Activity: Reproduce the whole of the data exactly.

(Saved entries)
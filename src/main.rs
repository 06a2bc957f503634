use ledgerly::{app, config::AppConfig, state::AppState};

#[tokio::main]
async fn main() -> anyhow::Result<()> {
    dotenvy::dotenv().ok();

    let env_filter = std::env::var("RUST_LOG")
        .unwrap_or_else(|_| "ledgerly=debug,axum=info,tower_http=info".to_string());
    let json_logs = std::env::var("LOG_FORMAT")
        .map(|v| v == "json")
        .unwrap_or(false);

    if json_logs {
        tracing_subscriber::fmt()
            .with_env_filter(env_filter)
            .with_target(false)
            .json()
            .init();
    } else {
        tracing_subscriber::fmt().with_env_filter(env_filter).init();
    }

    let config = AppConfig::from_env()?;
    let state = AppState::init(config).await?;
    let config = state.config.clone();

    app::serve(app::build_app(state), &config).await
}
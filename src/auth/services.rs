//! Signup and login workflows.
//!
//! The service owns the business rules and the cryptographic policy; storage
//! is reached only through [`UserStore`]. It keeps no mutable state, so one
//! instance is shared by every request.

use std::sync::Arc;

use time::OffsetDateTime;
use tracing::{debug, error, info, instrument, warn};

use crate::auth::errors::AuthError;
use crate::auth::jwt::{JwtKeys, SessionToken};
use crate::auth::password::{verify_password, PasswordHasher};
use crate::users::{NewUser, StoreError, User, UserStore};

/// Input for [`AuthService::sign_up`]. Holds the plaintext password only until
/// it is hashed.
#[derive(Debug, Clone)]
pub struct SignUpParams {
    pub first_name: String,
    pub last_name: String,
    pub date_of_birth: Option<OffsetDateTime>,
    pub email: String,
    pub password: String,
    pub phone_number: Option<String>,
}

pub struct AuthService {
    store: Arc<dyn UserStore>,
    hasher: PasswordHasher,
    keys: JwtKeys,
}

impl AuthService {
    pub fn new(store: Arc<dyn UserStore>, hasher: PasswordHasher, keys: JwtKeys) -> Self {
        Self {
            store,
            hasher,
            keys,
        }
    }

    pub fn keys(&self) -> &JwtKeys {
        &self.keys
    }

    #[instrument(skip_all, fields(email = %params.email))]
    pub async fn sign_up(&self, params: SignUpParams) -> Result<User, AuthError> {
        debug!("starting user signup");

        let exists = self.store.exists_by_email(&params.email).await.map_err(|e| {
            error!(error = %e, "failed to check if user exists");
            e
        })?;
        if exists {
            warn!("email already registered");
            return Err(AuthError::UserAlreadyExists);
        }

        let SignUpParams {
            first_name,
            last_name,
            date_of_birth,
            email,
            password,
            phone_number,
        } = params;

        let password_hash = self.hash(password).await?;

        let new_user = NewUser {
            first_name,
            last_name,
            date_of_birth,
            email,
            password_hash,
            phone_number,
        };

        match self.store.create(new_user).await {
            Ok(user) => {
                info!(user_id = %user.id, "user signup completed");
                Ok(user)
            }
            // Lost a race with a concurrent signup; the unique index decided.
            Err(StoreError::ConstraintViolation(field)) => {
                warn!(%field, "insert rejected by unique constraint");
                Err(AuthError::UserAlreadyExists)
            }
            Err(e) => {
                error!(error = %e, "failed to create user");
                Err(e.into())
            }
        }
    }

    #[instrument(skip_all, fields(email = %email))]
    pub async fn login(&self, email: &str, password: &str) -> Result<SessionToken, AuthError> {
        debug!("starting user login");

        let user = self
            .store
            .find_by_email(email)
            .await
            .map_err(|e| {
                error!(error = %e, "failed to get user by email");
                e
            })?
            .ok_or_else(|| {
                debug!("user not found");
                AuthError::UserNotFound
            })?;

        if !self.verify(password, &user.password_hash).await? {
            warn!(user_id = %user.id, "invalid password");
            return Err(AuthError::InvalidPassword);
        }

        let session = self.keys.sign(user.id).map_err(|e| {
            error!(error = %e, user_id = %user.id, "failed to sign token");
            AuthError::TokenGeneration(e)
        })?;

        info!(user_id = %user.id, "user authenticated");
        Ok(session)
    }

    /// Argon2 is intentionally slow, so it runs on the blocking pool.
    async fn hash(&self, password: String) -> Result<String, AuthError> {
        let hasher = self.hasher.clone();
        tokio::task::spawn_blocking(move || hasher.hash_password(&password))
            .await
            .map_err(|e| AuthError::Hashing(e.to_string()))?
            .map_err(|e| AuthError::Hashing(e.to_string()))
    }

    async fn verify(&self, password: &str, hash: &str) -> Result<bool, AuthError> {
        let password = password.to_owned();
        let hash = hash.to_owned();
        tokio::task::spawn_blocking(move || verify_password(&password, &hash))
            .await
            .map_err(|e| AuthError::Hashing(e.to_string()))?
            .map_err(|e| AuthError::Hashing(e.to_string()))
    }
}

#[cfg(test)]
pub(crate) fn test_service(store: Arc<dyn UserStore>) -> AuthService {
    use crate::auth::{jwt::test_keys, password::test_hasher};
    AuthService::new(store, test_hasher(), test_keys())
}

Problem solution:
filename src/main.rs
repository 06a2bc957f503634
use ledgerly::{app, config::AppConfig, state::AppState};

#[tokio::main]
async fn main() -> anyhow::Result<()> {
    dotenvy::dotenv().ok();

    let env_filter = std::env::var("RUST_LOG")
        .unwrap_or_else(|_| "ledgerly=debug,axum=info,tower_http=info".to_string());
    let json_logs = std::env::var("LOG_FORMAT")
        .map(|v| v == "json")
        .unwrap_or(false);

    if json_logs {
        tracing_subscriber::fmt()
            .with_env_filter(env_filter)
            .with_target(false)
            .json()
            .init();
    } else {
        tracing_subscriber::fmt().with_env_filter(env_filter).init();
    }

    let config = AppConfig::from_env()?;
    let state = AppState::init(config).await?;
    let config = state.config.clone();

    app::serve(app::build_app(state), &config).await
}
filename src/auth/services.rs
//! Signup and login workflows.
//!
//! The service owns the business rules and the cryptographic policy; storage
//! is reached only through [`UserStore`]. It keeps no mutable state, so one
//! instance is shared by every request.

use std::sync::Arc;

use time::OffsetDateTime;
use tracing::{debug, error, info, instrument, warn};

use crate::auth::errors::AuthError;
use crate::auth::jwt::{JwtKeys, SessionToken};
use crate::auth::password::{verify_password, PasswordHasher};
use crate::users::{NewUser, StoreError, User, UserStore};

/// Input for [`AuthService::sign_up`]. Holds the plaintext password only until
/// it is hashed.
#[derive(Debug, Clone)]
pub struct SignUpParams {
    pub first_name: String,
    pub last_name: String,
    pub date_of_birth: Option<OffsetDateTime>,
    pub email: String,
    pub password: String,
    pub phone_number: Option<String>,
}

pub struct AuthService {
    store: Arc<dyn UserStore>,
    hasher: PasswordHasher,
    keys: JwtKeys,
}

impl AuthService {
    pub fn new(store: Arc<dyn UserStore>, hasher: PasswordHasher, keys: JwtKeys) -> Self {
        Self {
            store,
            hasher,
            keys,
        }
    }

    pub fn keys(&self) -> &JwtKeys {
        &self.keys
    }

    #[instrument(skip_all, fields(email = %params.email))]
    pub async fn sign_up(&self, params: SignUpParams) -> Result<User, AuthError> {
        debug!("starting user signup");

        let exists = self.store.exists_by_email(&params.email).await.map_err(|e| {
            error!(error = %e, "failed to check if user exists");
            e
        })?;
        if exists {
            warn!("email already registered");
            return Err(AuthError::UserAlreadyExists);
        }

        let SignUpParams {
            first_name,
            last_name,
            date_of_birth,
            email,
            password,
            phone_number,
        } = params;

        let password_hash = self.hash(password).await?;

        let new_user = NewUser {
            first_name,
            last_name,
            date_of_birth,
            email,
            password_hash,
            phone_number,
        };

        match self.store.create(new_user).await {
            Ok(user) => {
                info!(user_id = %user.id, "user signup completed");
                Ok(user)
            }
            // Lost a race with a concurrent signup; the unique index decided.
            Err(StoreError::ConstraintViolation(field)) => {
                warn!(%field, "insert rejected by unique constraint");
                Err(AuthError::UserAlreadyExists)
            }
            Err(e) => {
                error!(error = %e, "failed to create user");
                Err(e.into())
            }
        }
    }

    #[instrument(skip_all, fields(email = %email))]
    pub async fn login(&self, email: &str, password: &str) -> Result<SessionToken, AuthError> {
        debug!("starting user login");

        let user = self
            .store
            .find_by_email(email)
            .await
            .map_err(|e| {
                error!(error = %e, "failed to get user by email");
                e
            })?
            .ok_or_else(|| {
                debug!("user not found");
                AuthError::UserNotFound
            })?;

        if !self.verify(password, &user.password_hash).await? {
            warn!(user_id = %user.id, "invalid password");
            return Err(AuthError::InvalidPassword);
        }

        let session = self.keys.sign(user.id).map_err(|e| {
            error!(error = %e, user_id = %user.id, "failed to sign token");
            AuthError::TokenGeneration(e)
        })?;

        info!(user_id = %user.id, "user authenticated");
        Ok(session)
    }

    /// Argon2 is intentionally slow, so it runs on the blocking pool.
    async fn hash(&self, password: String) -> Result<String, AuthError> {
        let hasher = self.hasher.clone();
        tokio::task::spawn_blocking(move || hasher.hash_password(&password))
            .await
            .map_err(|e| AuthError::Hashing(e.to_string()))?
            .map_err(|e| AuthError::Hashing(e.to_string()))
    }

    async fn verify(&self, password: &str, hash: &str) -> Result<bool, AuthError> {
        let password = password.to_owned();
        let hash = hash.to_owned();
        tokio::task::spawn_blocking(move || verify_password(&password, &hash))
            .await
            .map_err(|e| AuthError::Hashing(e.to_string()))?
            .map_err(|e| AuthError::Hashing(e.to_string()))
    }
}

#[cfg(test)]
pub(crate) fn test_service(store: Arc<dyn UserStore>) -> AuthService {
    use crate::auth::{jwt::test_keys, password::test_hasher};
    AuthService::new(store, test_hasher(), test_keys())
}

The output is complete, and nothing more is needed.